Qualifying for Chicago bank statement mortgages is an option available only to people whose income is not from wages and for investment properties.
These mortgages are a good option when the income on business taxes is not always a good reflection of how well a business (freelancer, contractor) is doing. Qualifying is done either with business bank statements or personal ones.
If with personal, lenders accept 100% of the deposits (less refunds, transfers from other accounts you own, gifts and such) as income
If with business, they accept as above and deduct business expenses. Depending on lender, they will use profit and loss statements, accountant letter stating the percentage of gross income that goes to expenses, a multiplier based on what’s typical for the type of business they’re dealing with.
If that is your situation and you want to buy or refinance a 1-4 unit property, you might consider bank statement mortgage loans.
Chicago Bank Statement Mortgage Requirements
typically, borrowers must have been earning non-wage income for 2 years
they must meet credit requirements (varies by lender; generally, credit score of 640 or higher, no recent bankruptcies, foreclosures, deeds-in-lieu, mortgage lates)
Low number of NSF’s (varies by lender); NFS means bounced checks, insufficient funds
100% gift funds allowed (by some lenders)
business or personal bank statements
some lenders allow only one account
Maximum LTV’s vary based on what the economy as a whole is doing (80-90%) and type of loan (investment, second home, or owner-occupied)
Some lenders only do detaches single family homes, townhouses and condos. Speaking of condos, some allow non-warrantable condos.
Loan limits vary by lender, some stop at $2,000,000, some at $4,000,000.
You may have noticed a lot of qualifiers. That is because these are non-QM loans (Fannie Mae, Freddie Mac or a Government agencies don’t get involved). That means each lender creates a program based entirely on their wants and needs.
12-Month Bank Statements Mortgage Program
Most people seem to want a 12-month bank statement mortgage. If your past 12 months are better than the previous 12 months, it makes sense. Because lenders average all the months.
But if the difference is not that high, it might not be a good idea. When you show you qualify based on 12 months, lenders perceive you as riskier than if you do it based on 24 months.
That riskier perception translates into higher interest rates.
2 or 3-Month Bank Statement Loans
Every now and again, a lender will offer a program that requires only two or three statements to determine whether a borrower has enough income.

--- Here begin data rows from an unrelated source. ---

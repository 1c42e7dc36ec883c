//! Intersection primitives shared by the sphere and line queries.
//!
//! Line tests take a segment `p1 -> p2` and return the parametric interval
//! `(t_enter, t_exit)` within `[0, 1]` that lies inside the solid.

use engine_core::{Aabb, Vec2, Vec3};

/// Clip `[t0, t1]` to where `start + t * delta` lies in `[lo, hi]`.
fn clip_slab(start: f32, delta: f32, lo: f32, hi: f32, t0: &mut f32, t1: &mut f32) -> bool {
    if delta == 0.0 {
        return start >= lo && start <= hi;
    }
    let inv = 1.0 / delta;
    let (mut ta, mut tb) = ((lo - start) * inv, (hi - start) * inv);
    if ta > tb {
        std::mem::swap(&mut ta, &mut tb);
    }
    *t0 = t0.max(ta);
    *t1 = t1.min(tb);
    *t0 <= *t1
}

/// Segment vs. axis-aligned box.
pub fn line_clip_aabb(p1: Vec3, p2: Vec3, cube: &Aabb) -> Option<(f32, f32)> {
    let d = p2 - p1;
    let (mut t0, mut t1) = (0.0f32, 1.0f32);
    for dim in 0..3 {
        if !clip_slab(p1[dim], d[dim], cube.min[dim], cube.max[dim], &mut t0, &mut t1) {
            return None;
        }
    }
    Some((t0, t1))
}

/// Segment vs. the elliptical cylinder inscribed in `part`.
pub fn line_clip_elliptic_cylinder(p1: Vec3, p2: Vec3, part: &Aabb) -> Option<(f32, f32)> {
    let (mut t0, mut t1) = (0.0f32, 1.0f32);
    if !clip_slab(p1.z, p2.z - p1.z, part.min.z, part.max.z, &mut t0, &mut t1) {
        return None;
    }
    let size = part.size();
    let (rx, ry) = (0.5 * size.x, 0.5 * size.y);
    if rx <= 0.0 || ry <= 0.0 {
        return None;
    }
    let center = part.center();
    // unit circle space
    let u0 = Vec2::new((p1.x - center.x) / rx, (p1.y - center.y) / ry);
    let du = Vec2::new((p2.x - p1.x) / rx, (p2.y - p1.y) / ry);
    let a = du.length_squared();
    let b = 2.0 * u0.dot(du);
    let c = u0.length_squared() - 1.0;

    if a == 0.0 {
        // vertical: the XY position never changes
        return (c <= 0.0).then_some((t0, t1));
    }
    let disc = b * b - 4.0 * a * c;
    if disc < 0.0 {
        return None;
    }
    let sq = disc.sqrt();
    let (ta, tb) = ((-b - sq) / (2.0 * a), (-b + sq) / (2.0 * a));
    t0 = t0.max(ta);
    t1 = t1.min(tb);
    (t0 <= t1).then_some((t0, t1))
}

/// Segment vs. the vertical prism over convex polygon `pts` spanning `[z1, z2]`.
///
/// Works for either winding.
pub fn line_clip_convex_prism(p1: Vec3, p2: Vec3, pts: &[Vec2], z1: f32, z2: f32) -> Option<(f32, f32)> {
    if pts.len() < 3 {
        return None;
    }
    let d = p2 - p1;
    let (mut t0, mut t1) = (0.0f32, 1.0f32);
    if !clip_slab(p1.z, d.z, z1, z2, &mut t0, &mut t1) {
        return None;
    }
    let winding = signed_area(pts).signum();
    let (a, dxy) = (p1.truncate(), d.truncate());
    for (i, &v0) in pts.iter().enumerate() {
        let v1 = pts[(i + 1) % pts.len()];
        let e = v1 - v0;
        let n = Vec2::new(e.y, -e.x) * winding; // outward
        let num = n.dot(a - v0);
        let den = n.dot(dxy);
        if den == 0.0 {
            if num > 0.0 {
                return None;
            }
            continue;
        }
        let t = -num / den;
        if den < 0.0 {
            t0 = t0.max(t);
        } else {
            t1 = t1.min(t);
        }
        if t0 > t1 {
            return None;
        }
    }
    Some((t0, t1))
}

/// Twice the signed area; positive for counter-clockwise winding.
fn signed_area(pts: &[Vec2]) -> f32 {
    let n = pts.len();
    (0..n).map(|i| pts[i].perp_dot(pts[(i + 1) % n])).sum()
}

/// Distance from `p` to segment `a -> b`, in XY.
pub fn pt_segment_dist_xy(p: Vec2, a: Vec2, b: Vec2) -> f32 {
    let ab = b - a;
    let len2 = ab.length_squared();
    if len2 == 0.0 {
        return p.distance(a);
    }
    let t = ((p - a).dot(ab) / len2).clamp(0.0, 1.0);
    p.distance(a + ab * t)
}

pub fn sphere_intersects_cube(center: Vec3, radius: f32, cube: &Aabb) -> bool {
    if cube.contains_pt(center) {
        return true;
    }
    let closest = cube.clamp_pt(center);
    closest.distance_squared(center) < radius * radius
}

/// Push a sphere at `pos` (coming from `p_last`) out of `cube`.
///
/// Returns the corrected position on the face of `cube` grown by `radius`,
/// or `None` if there is no contact. The face is the one `p_last` was
/// furthest outside of; if `p_last` was already inside, the nearest face.
pub fn sphere_cube_push_out(pos: Vec3, p_last: Vec3, radius: f32, cube: &Aabb) -> Option<Vec3> {
    if !sphere_intersects_cube(pos, radius, cube) {
        return None;
    }
    let grown = cube.expanded(Vec3::splat(radius));
    let mut best: Option<(usize, bool, f32)> = None;
    for dim in 0..3 {
        let below = grown.min[dim] - p_last[dim];
        let above = p_last[dim] - grown.max[dim];
        let (hi, sep) = if above > below { (true, above) } else { (false, below) };
        if sep > 0.0 && best.map_or(true, |(_, _, s)| sep > s) {
            best = Some((dim, hi, sep));
        }
    }
    let (dim, hi) = match best {
        Some((dim, hi, _)) => (dim, hi),
        None => {
            // started inside: leave through the closest face
            let mut nearest = (0, false, f32::MAX);
            for dim in 0..3 {
                for hi in [false, true] {
                    let pen = (pos[dim] - grown.bound(dim, hi)).abs();
                    if pen < nearest.2 {
                        nearest = (dim, hi, pen);
                    }
                }
            }
            (nearest.0, nearest.1)
        }
    };
    let mut out = pos;
    out[dim] = grown.bound(dim, hi);
    Some(out)
}

#[cfg(test)]
mod tests {
    use super::*;
    use engine_core::regular_polygon_points;

    fn unit_box() -> Aabb {
        Aabb::from_ranges(0.0, 10.0, 0.0, 10.0, 0.0, 20.0)
    }

    #[test]
    fn vertical_segment_enters_box_top() {
        let (t0, t1) =
            line_clip_aabb(Vec3::new(5.0, 5.0, 100.0), Vec3::new(5.0, 5.0, -100.0), &unit_box()).unwrap();
        assert!((t0 - 0.4).abs() < 1e-6);
        assert!((t1 - 0.5).abs() < 1e-6);
    }

    #[test]
    fn segment_missing_box() {
        let r = line_clip_aabb(Vec3::new(-5.0, 15.0, 5.0), Vec3::new(15.0, 15.0, 5.0), &unit_box());
        assert!(r.is_none());
        // starts inside
        let (t0, _) =
            line_clip_aabb(Vec3::new(5.0, 5.0, 5.0), Vec3::new(50.0, 5.0, 5.0), &unit_box()).unwrap();
        assert_eq!(t0, 0.0);
    }

    #[test]
    fn cylinder_clip_enters_at_radius() {
        let part = Aabb::from_ranges(-5.0, 5.0, -5.0, 5.0, 0.0, 10.0);
        let (t0, _) = line_clip_elliptic_cylinder(
            Vec3::new(-10.0, 0.0, 5.0),
            Vec3::new(10.0, 0.0, 5.0),
            &part,
        )
        .unwrap();
        assert!((t0 - 0.25).abs() < 1e-5);
        // passes through the empty corner of the bounding box
        assert!(line_clip_elliptic_cylinder(
            Vec3::new(4.6, -10.0, 5.0),
            Vec3::new(4.6, 10.0, 5.0),
            &part
        )
        .map_or(true, |(t0, t1)| t1 - t0 < 0.2));
        assert!(line_clip_elliptic_cylinder(
            Vec3::new(4.9, 4.9, 50.0),
            Vec3::new(4.9, 4.9, -50.0),
            &part
        )
        .is_none());
        let (t0, _) = line_clip_elliptic_cylinder(
            Vec3::new(1.0, 1.0, 50.0),
            Vec3::new(1.0, 1.0, -50.0),
            &part,
        )
        .unwrap();
        assert!((t0 - 0.4).abs() < 1e-5);
    }

    #[test]
    fn square_prism_matches_box_clip() {
        let cube = unit_box();
        let pts = [
            Vec2::new(0.0, 0.0),
            Vec2::new(10.0, 0.0),
            Vec2::new(10.0, 10.0),
            Vec2::new(0.0, 10.0),
        ];
        let reversed: Vec<Vec2> = pts.iter().rev().copied().collect();
        let segments = [
            (Vec3::new(-5.0, 3.0, 2.0), Vec3::new(15.0, 6.0, 8.0)),
            (Vec3::new(5.0, 5.0, 100.0), Vec3::new(5.0, 5.0, -100.0)),
            (Vec3::new(-5.0, -5.0, 30.0), Vec3::new(15.0, 15.0, -10.0)),
            (Vec3::new(-5.0, 15.0, 5.0), Vec3::new(15.0, 15.0, 5.0)),
        ];
        for (a, b) in segments {
            let expected = line_clip_aabb(a, b, &cube);
            for poly in [&pts[..], &reversed[..]] {
                let got = line_clip_convex_prism(a, b, poly, 0.0, 20.0);
                match (expected, got) {
                    (None, None) => {}
                    (Some(e), Some(g)) => {
                        assert!((e.0 - g.0).abs() < 1e-5 && (e.1 - g.1).abs() < 1e-5)
                    }
                    _ => panic!("mismatch for {a:?} -> {b:?}: {expected:?} vs {got:?}"),
                }
            }
        }
    }

    #[test]
    fn hexagon_prism_clip() {
        let part = Aabb::from_ranges(-1.0, 1.0, -1.0, 1.0, 0.0, 1.0);
        let pts = regular_polygon_points(&part, 6, 0.0);
        // vertex on +Y at (0, 1)
        let (t0, _) =
            line_clip_convex_prism(Vec3::new(0.0, 3.0, 0.5), Vec3::new(0.0, -3.0, 0.5), &pts, 0.0, 1.0)
                .unwrap();
        assert!((t0 - 1.0 / 3.0).abs() < 1e-5);
    }

    #[test]
    fn segment_distance() {
        let (a, b) = (Vec2::new(0.0, 0.0), Vec2::new(10.0, 0.0));
        assert_eq!(pt_segment_dist_xy(Vec2::new(5.0, 3.0), a, b), 3.0);
        assert_eq!(pt_segment_dist_xy(Vec2::new(-4.0, 3.0), a, b), 5.0);
        assert_eq!(pt_segment_dist_xy(Vec2::new(1.0, 1.0), a, a), 2f32.sqrt());
    }

    #[test]
    fn push_out_uses_entry_face() {
        let cube = unit_box();
        // moving in +X from outside
        let out = sphere_cube_push_out(Vec3::new(0.5, 5.0, 10.0), Vec3::new(-3.0, 5.0, 10.0), 1.0, &cube)
            .unwrap();
        assert_eq!(out, Vec3::new(-1.0, 5.0, 10.0));
        // resting on the roof
        let out = sphere_cube_push_out(Vec3::new(5.0, 5.0, 20.5), Vec3::new(5.0, 5.0, 22.0), 1.0, &cube)
            .unwrap();
        assert_eq!(out, Vec3::new(5.0, 5.0, 21.0));
        assert!(sphere_cube_push_out(Vec3::new(-2.0, 5.0, 10.0), Vec3::new(-2.0, 5.0, 10.0), 1.0, &cube)
            .is_none());
    }

    #[test]
    fn push_out_from_inside_takes_nearest_face() {
        let cube = unit_box();
        let p = Vec3::new(9.0, 5.0, 10.0);
        let out = sphere_cube_push_out(p, p, 0.5, &cube).unwrap();
        assert_eq!(out, Vec3::new(10.5, 5.0, 10.0));
        assert!(!sphere_intersects_cube(out, 0.5, &cube));
    }
}
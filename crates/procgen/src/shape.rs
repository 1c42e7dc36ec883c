//! Procedural building shapes: side count, levels, L/T/U footprint splits and rotation.
//!
//! **Determinism:** `gen_geometry` draws only from an RNG seeded by the
//! building's index, so the same field regenerates identically no matter how
//! the per-building work is scheduled across threads.

use engine_core::{Aabb, Vec3, XyRotation};
use rand::prelude::*;

use crate::building::{Building, MAX_CYLIN_SIDES};
use crate::material::MaterialProfile;

/// Footprint regeneration attempts per telescoping level.
const MAX_SHRINK_ATTEMPTS: usize = 10;
/// Per-edge inset range (fraction of base size) for telescoping levels; negative draws clamp to 0.
const TELESCOPE_INSET: (f32, f32) = (-0.2, 0.45);
/// Per-edge inset range (fraction of edge length) for stacked levels.
const STACK_INSET: (f32, f32) = (0.1, 0.4);
/// Shared Z jitter of stacked level boundaries, as a fraction of one level height.
const STACK_Z_JITTER: f32 = 0.35;
/// Number of L/T/U split variants: 0-3 are L shapes, 4-5 T shapes, 6 the U shape.
pub const NUM_SPLIT_SHAPES: u32 = 7;
const U_SHAPE: u32 = 6;

/// Uniform `f32` in `[lo, hi)`; degenerate or inverted ranges are allowed.
pub(crate) fn rand_uniform<R: Rng + ?Sized>(rng: &mut R, lo: f32, hi: f32) -> f32 {
    lo + (hi - lo) * rng.gen::<f32>()
}

pub(crate) fn rand_probability<R: Rng + ?Sized>(rng: &mut R, p: f32) -> bool {
    rng.gen::<f32>() < p
}

/// Seed for a building's geometry, derived only from its index in the building list.
pub fn building_seed(ix: usize) -> u64 {
    let ix = ix as u64;
    (123u64.wrapping_add(ix) << 32) ^ 345u64.wrapping_mul(ix)
}

/// One L/T/U split of a footprint, fully specified.
#[derive(Debug, Clone, Copy, PartialEq)]
pub struct SplitSpec {
    /// Primary split axis: 0 = X, 1 = Y.
    pub dim: usize,
    /// Which side of the primary split keeps the full-width part.
    pub dir: bool,
    /// Variant in `0..NUM_SPLIT_SHAPES`.
    pub shape: u32,
    /// Primary split position as a fraction of the seed size along `dim`.
    pub div: f32,
    /// Secondary split positions along the other axis.
    pub s1: f32,
    pub s2: f32,
}

impl SplitSpec {
    pub fn random<R: Rng + ?Sized>(rng: &mut R) -> Self {
        let dim = usize::from(rng.gen::<bool>());
        let dir = rng.gen::<bool>();
        let shape = rng.gen_range(0..NUM_SPLIT_SHAPES);
        Self {
            dim,
            dir,
            shape,
            div: rand_uniform(rng, 0.3, 0.7),
            s1: rand_uniform(rng, 0.2, 0.4),
            s2: rand_uniform(rng, 0.6, 0.8),
        }
    }

    pub fn num_parts(&self) -> usize {
        if self.shape == U_SHAPE {
            3
        } else {
            2
        }
    }
}

/// Cut `seed` into an L, T or U footprint.
///
/// Part 0 spans the full width and is clipped at the primary split; the
/// remaining parts sit on the other side of the split, narrowed along the
/// other axis according to the variant.
pub fn split_footprint(seed: &Aabb, spec: &SplitSpec) -> Vec<Aabb> {
    assert!(spec.shape < NUM_SPLIT_SHAPES, "invalid split shape {}", spec.shape);
    assert!(spec.dim < 2, "split axis must be X or Y, got {}", spec.dim);
    let (dim, odim) = (spec.dim, 1 - spec.dim);
    let (llc, sz) = (seed.min, seed.size());
    let dpos = llc[dim] + spec.div * sz[dim];
    let spos1 = llc[odim] + spec.s1 * sz[odim];
    let spos2 = llc[odim] + spec.s2 * sz[odim];

    let mut parts = vec![*seed; spec.num_parts()];
    parts[0].set_bound(dim, spec.dir, dpos);
    for p in &mut parts[1..] {
        p.set_bound(dim, !spec.dir, dpos);
    }
    match spec.shape {
        // L: trim one side of the narrow part
        0..=3 => {
            let v = if spec.shape & 1 != 0 { spos2 } else { spos1 };
            parts[1].set_bound(odim, spec.shape >> 1 != 0, v);
        }
        // T: narrow part centered between the secondary splits
        4 | 5 => {
            parts[1].set_bound(odim, false, spos1);
            parts[1].set_bound(odim, true, spos2);
        }
        // U: two prongs
        _ => {
            parts[1].set_bound(odim, true, spos1);
            parts[2].set_bound(odim, false, spos2);
        }
    }
    parts
}

impl Building {
    /// Apply a random rotation in `[0, max_rot_angle]` and re-fit `bcube` to the rotated footprint.
    ///
    /// The current `bcube` becomes the single unrotated base part.
    pub fn gen_rotation<R: Rng + ?Sized>(&mut self, max_rot_angle: f32, rng: &mut R) {
        if max_rot_angle == 0.0 {
            return;
        }
        let angle = rand_uniform(rng, 0.0, max_rot_angle);
        self.rotation = XyRotation::from_angle(angle);
        let base = self.bcube;
        self.parts.clear();
        self.parts.push(base);
        let center = base.center().truncate();
        let mut bc = Aabb::new(
            Vec3::new(f32::MAX, f32::MAX, base.min.z),
            Vec3::new(f32::MIN, f32::MIN, base.max.z),
        );
        for corner in base.corners_xy() {
            let c = self.rotation.rotate_about_xy(center, corner);
            bc.union_with_pt(c.extend(base.min.z));
        }
        self.bcube = bc;
    }

    /// Append an L/T/U split of `seed_cube` to `parts`.
    pub fn split_in_xy<R: Rng + ?Sized>(&mut self, seed_cube: &Aabb, rng: &mut R) {
        let spec = SplitSpec::random(rng);
        self.parts.extend(split_footprint(seed_cube, &spec));
    }

    /// Generate side count, levels and parts. `ix` is the building's index and
    /// selects the random stream. No-op for invalid buildings.
    pub fn gen_geometry(&mut self, ix: usize, mat: &MaterialProfile, min_level_height: f32) {
        if !self.is_valid() {
            return;
        }
        let base = self.parts.last().copied().unwrap_or(self.bcube);
        self.parts.clear();
        let mut rng = StdRng::seed_from_u64(building_seed(ix));

        // shape: cylinder, cube or N-gon
        self.num_sides = if rand_probability(&mut rng, mat.round_prob) {
            MAX_CYLIN_SIDES
        } else if rand_probability(&mut rng, mat.cube_prob) {
            4
        } else {
            let (lo, hi) = (mat.min_sides.min(mat.max_sides), mat.min_sides.max(mat.max_sides));
            rng.gen_range(lo..=hi)
        };
        assert!(
            self.num_sides >= 3,
            "material {} produced {} sides",
            self.material,
            self.num_sides
        );

        let num_levels = self.choose_num_levels(&base, mat, min_level_height, &mut rng);
        // buildings with 4+ levels and non-cubes are never split
        let do_split =
            num_levels < 4 && self.is_cube() && rand_probability(&mut rng, mat.split_prob);

        if num_levels == 1 {
            if do_split {
                self.split_in_xy(&base, &mut rng);
            } else {
                self.parts.push(base);
            }
            return;
        }
        let telescope = rng.gen::<bool>();
        if telescope && !do_split {
            self.gen_telescoping_levels(&base, num_levels, &mut rng);
        } else {
            self.gen_stacked_levels(&base, num_levels, do_split, &mut rng);
        }
    }

    fn choose_num_levels<R: Rng + ?Sized>(
        &self,
        base: &Aabb,
        mat: &MaterialProfile,
        min_level_height: f32,
        rng: &mut R,
    ) -> u32 {
        let mut num_levels = mat.min_levels;
        // only cubes get a random level count
        if mat.min_levels < mat.max_levels && self.is_cube() {
            num_levels += rng.gen_range(0..=(mat.max_levels - mat.min_levels));
        }
        if min_level_height > 0.0 {
            let max_fit = (base.dz() / min_level_height) as u32;
            num_levels = num_levels.min(max_fit).max(mat.min_levels);
        }
        num_levels.max(1)
    }

    /// Levels all start at the base and grow taller, each with a footprint that
    /// should not swallow any lower level.
    fn gen_telescoping_levels<R: Rng + ?Sized>(&mut self, base: &Aabb, num_levels: u32, rng: &mut R) {
        let dz = base.dz() / num_levels as f32;
        let sz = base.size();
        for i in 0..num_levels as usize {
            let mut bc = *base;
            bc.max.z = base.min.z + (i + 1) as f32 * dz;
            if i > 0 {
                bc.max.z += dz * rand_uniform(rng, -0.5, 0.5);
                bc.max.z = bc.max.z.min(base.max.z);
            }
            // the last attempt is kept even if it still contains a lower level
            for _ in 0..MAX_SHRINK_ATTEMPTS {
                for d in 0..2 {
                    let lo = rand_uniform(rng, TELESCOPE_INSET.0, TELESCOPE_INSET.1).max(0.0);
                    let hi = rand_uniform(rng, TELESCOPE_INSET.0, TELESCOPE_INSET.1).max(0.0);
                    bc.min[d] = base.min[d] + lo * sz[d];
                    bc.max[d] = base.max[d] - hi * sz[d];
                }
                debug_assert!(bc.is_strictly_normalized());
                if !self.parts.iter().any(|p| bc.contains_cube_xy(p)) {
                    break;
                }
            }
            self.parts.push(bc);
        }
    }

    /// Each level sits on top of the previous one with some edges pulled in.
    fn gen_stacked_levels<R: Rng + ?Sized>(
        &mut self,
        base: &Aabb,
        num_levels: u32,
        do_split: bool,
        rng: &mut R,
    ) {
        let dz = base.dz() / num_levels as f32;
        for i in 0..num_levels as usize {
            let mut bc = if i == 0 {
                *base
            } else {
                let prev = self.parts[i - 1];
                let mut bc = prev;
                for d in 0..2 {
                    let len = prev.max[d] - prev.min[d];
                    for hi in [false, true] {
                        // 25% chance of no shift, 75% chance of an inset
                        let delta = if rng.gen_range(0..4u32) != 0 {
                            rand_uniform(rng, STACK_INSET.0, STACK_INSET.1)
                        } else {
                            0.0
                        };
                        let shift = delta * len;
                        let v = if hi {
                            prev.bound(d, hi) - shift
                        } else {
                            prev.bound(d, hi) + shift
                        };
                        bc.set_bound(d, hi, v);
                    }
                }
                bc.min.z = prev.max.z;
                bc
            };
            bc.max.z = bc.min.z + dz;
            bc.normalize();
            self.parts.push(bc);
        }
        for i in 1..num_levels as usize {
            let ddz = rand_uniform(rng, -STACK_Z_JITTER * dz, STACK_Z_JITTER * dz);
            self.parts[i].min.z += ddz;
            self.parts[i - 1].max.z += ddz;
        }
        if do_split {
            if let Some(split_cube) = self.parts.pop() {
                self.split_in_xy(&split_cube, rng);
            }
        }
    }
}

The interest rates for these programs are higher than those for 12-month bank statement programs.
Usually, these programs are offered when the market is doing great. When interest rates are going up or inflation is too high or something else bad is in the news, they are not. If you think you might benefit from such a program, contact me.
Home Loans With Bank Statements As Income
Qualifying for a Chicago home loan with bank statements is simple, but not as simple as people think. Lenders do add up your deposits. But your deposits are not all considered income.
Lenders exclude certain deposits: refunds, transfers from another account you own, and unusual deposits. And it makes sense. They are looking to establish your typical and, therefore, likely-to-continue income from whatever activity you earn your money with.
To get started with Chicago bank statement mortgages you need to provide your lender copies of bank statements, your photo ID, and fill out and sign an application. That’s it.